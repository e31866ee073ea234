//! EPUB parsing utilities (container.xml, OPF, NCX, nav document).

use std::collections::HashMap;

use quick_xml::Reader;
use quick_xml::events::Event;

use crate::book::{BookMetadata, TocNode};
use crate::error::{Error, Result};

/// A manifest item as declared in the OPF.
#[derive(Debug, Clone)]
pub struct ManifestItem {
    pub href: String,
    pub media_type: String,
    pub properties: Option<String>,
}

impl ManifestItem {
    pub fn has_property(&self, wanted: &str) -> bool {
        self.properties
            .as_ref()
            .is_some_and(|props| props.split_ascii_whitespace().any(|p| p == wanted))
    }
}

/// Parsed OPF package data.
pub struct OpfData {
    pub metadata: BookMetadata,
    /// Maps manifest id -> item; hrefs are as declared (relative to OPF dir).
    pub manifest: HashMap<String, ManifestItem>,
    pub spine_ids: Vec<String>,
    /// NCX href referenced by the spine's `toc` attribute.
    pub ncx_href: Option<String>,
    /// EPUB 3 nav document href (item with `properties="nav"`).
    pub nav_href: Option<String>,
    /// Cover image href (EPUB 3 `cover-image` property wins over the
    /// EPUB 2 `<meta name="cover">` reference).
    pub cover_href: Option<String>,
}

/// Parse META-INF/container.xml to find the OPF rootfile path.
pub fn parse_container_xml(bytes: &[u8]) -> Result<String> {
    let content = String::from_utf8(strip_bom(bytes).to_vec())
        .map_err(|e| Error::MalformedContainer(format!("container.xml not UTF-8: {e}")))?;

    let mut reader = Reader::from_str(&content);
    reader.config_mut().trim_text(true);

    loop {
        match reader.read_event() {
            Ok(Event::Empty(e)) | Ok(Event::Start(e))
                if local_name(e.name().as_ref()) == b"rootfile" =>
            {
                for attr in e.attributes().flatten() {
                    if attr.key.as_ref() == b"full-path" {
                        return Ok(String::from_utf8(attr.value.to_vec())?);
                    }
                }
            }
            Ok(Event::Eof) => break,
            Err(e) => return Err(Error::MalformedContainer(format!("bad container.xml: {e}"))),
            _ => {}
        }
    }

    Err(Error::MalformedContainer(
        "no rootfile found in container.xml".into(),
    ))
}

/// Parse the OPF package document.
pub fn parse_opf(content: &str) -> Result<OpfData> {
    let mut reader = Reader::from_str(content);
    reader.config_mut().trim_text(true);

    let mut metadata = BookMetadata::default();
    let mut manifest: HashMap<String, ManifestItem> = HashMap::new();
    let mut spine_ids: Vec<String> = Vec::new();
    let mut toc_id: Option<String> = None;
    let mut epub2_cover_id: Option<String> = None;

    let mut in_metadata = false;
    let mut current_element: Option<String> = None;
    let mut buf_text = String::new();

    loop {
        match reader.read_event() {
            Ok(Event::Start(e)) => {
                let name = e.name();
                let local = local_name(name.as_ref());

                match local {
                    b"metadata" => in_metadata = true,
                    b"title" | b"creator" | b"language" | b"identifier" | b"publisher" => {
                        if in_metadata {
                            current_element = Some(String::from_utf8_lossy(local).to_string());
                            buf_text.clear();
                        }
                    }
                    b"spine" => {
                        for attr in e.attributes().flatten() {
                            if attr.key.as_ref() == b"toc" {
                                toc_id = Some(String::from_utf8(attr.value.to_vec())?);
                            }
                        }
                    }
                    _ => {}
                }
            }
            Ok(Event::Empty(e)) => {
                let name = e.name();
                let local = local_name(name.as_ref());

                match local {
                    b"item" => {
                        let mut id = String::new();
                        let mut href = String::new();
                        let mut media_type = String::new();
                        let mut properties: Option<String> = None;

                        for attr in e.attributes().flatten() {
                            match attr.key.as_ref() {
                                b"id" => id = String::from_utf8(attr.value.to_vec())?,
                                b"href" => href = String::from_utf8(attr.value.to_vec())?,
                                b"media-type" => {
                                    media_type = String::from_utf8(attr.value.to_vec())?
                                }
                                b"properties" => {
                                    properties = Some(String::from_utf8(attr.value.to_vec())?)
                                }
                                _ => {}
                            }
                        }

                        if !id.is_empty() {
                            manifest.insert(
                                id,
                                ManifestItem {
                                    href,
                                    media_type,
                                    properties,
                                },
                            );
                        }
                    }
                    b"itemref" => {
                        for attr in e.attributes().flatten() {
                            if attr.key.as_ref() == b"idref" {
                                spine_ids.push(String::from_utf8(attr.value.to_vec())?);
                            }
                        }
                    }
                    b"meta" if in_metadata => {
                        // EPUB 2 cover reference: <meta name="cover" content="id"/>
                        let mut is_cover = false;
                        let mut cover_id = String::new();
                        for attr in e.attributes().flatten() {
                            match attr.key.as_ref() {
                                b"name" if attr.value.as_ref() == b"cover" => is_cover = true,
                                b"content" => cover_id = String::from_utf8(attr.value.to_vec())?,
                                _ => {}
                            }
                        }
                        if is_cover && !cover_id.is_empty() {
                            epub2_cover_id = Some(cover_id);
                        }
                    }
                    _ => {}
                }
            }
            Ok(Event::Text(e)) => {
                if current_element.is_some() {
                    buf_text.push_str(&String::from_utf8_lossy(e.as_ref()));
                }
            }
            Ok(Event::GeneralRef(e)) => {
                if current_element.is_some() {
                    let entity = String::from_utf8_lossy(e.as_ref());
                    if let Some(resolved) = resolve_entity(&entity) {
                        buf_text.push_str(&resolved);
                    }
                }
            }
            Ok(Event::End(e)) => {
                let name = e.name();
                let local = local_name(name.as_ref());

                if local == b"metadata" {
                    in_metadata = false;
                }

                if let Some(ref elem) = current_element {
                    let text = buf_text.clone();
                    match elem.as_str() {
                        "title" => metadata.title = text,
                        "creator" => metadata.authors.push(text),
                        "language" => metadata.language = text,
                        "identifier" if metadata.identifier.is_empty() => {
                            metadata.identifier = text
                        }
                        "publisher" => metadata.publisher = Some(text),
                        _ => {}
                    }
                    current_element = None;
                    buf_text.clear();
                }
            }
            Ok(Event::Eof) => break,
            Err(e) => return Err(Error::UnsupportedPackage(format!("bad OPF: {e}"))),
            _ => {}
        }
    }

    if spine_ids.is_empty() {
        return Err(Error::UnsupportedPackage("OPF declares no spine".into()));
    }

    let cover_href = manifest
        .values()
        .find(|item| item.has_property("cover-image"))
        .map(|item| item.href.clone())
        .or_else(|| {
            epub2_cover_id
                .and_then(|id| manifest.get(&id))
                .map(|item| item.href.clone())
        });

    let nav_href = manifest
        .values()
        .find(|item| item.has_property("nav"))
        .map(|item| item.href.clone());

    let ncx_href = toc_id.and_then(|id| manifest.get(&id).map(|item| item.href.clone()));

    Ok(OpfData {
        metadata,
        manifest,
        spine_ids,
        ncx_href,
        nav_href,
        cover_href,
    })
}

--- --- ---

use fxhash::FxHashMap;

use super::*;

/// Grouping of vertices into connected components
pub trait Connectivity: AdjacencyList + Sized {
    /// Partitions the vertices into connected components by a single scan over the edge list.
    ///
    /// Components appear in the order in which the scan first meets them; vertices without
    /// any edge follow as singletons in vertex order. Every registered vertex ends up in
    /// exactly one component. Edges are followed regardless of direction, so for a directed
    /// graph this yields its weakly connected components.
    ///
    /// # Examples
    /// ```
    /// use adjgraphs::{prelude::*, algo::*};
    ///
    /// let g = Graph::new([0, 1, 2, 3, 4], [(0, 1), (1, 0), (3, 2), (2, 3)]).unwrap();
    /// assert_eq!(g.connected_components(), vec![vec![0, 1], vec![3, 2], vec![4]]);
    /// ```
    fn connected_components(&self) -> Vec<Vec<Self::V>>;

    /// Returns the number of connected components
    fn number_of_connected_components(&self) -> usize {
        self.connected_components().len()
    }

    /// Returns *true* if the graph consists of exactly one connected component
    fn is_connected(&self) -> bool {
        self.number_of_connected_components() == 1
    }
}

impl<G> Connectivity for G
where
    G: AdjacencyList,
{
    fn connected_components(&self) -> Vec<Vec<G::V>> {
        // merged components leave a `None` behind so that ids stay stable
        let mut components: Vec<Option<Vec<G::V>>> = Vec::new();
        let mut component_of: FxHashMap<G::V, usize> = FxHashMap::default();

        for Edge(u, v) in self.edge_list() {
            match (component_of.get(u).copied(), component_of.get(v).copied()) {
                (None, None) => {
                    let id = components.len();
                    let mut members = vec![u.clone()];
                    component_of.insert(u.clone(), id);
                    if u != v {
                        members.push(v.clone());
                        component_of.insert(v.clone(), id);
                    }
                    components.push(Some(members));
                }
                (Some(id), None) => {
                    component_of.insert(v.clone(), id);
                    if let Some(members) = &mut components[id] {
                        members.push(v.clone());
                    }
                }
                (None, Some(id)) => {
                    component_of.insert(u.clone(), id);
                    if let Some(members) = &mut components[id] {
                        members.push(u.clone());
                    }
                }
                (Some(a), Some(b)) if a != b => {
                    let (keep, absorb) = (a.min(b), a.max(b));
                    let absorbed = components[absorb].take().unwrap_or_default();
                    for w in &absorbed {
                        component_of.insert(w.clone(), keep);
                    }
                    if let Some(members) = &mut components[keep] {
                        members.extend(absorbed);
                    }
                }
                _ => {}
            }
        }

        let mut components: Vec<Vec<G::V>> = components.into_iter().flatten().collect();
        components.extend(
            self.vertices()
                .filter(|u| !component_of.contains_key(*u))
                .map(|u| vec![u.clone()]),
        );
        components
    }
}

--- --- ---

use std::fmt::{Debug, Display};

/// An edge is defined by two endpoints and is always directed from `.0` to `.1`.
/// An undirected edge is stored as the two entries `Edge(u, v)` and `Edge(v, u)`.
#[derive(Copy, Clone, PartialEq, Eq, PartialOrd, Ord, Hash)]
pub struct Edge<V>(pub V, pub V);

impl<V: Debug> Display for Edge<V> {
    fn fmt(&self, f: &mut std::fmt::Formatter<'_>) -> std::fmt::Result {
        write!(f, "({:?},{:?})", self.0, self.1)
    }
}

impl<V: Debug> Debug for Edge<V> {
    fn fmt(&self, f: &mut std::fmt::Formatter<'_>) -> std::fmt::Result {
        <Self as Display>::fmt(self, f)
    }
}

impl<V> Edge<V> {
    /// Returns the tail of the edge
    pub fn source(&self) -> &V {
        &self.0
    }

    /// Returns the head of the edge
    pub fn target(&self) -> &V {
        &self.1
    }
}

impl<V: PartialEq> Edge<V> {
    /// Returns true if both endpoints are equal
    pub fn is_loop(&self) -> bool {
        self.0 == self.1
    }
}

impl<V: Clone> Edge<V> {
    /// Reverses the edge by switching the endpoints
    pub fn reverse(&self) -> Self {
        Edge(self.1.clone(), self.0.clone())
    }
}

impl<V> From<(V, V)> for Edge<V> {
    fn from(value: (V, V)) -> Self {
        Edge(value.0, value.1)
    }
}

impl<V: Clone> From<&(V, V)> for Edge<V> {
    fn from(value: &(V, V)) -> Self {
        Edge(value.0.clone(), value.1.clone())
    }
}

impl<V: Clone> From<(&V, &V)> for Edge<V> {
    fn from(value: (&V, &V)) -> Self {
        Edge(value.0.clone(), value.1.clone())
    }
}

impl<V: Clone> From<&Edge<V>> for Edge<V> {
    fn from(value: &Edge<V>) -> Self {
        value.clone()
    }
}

--- --- ---

| Task details |
The range runs from the line above containing "the edge list." to the line containing "fn connected_components(&self) -> Vec<Vec<Self::V>>;", inclusive. Restate those lines word for word and no others.

| Task response |
    /// Partitions the vertices into connected components by a single scan over the edge list.
    ///
    /// Components appear in the order in which the scan first meets them; vertices without
    /// any edge follow as singletons in vertex order. Every registered vertex ends up in
    /// exactly one component. Edges are followed regardless of direction, so for a directed
    /// graph this yields its weakly connected components.
    ///
    /// # Examples
    /// ```
    /// use adjgraphs::{prelude::*, algo::*};
    ///
    /// let g = Graph::new([0, 1, 2, 3, 4], [(0, 1), (1, 0), (3, 2), (2, 3)]).unwrap();
    /// assert_eq!(g.connected_components(), vec![vec![0, 1], vec![3, 2], vec![4]]);
    /// ```
    fn connected_components(&self) -> Vec<Vec<Self::V>>;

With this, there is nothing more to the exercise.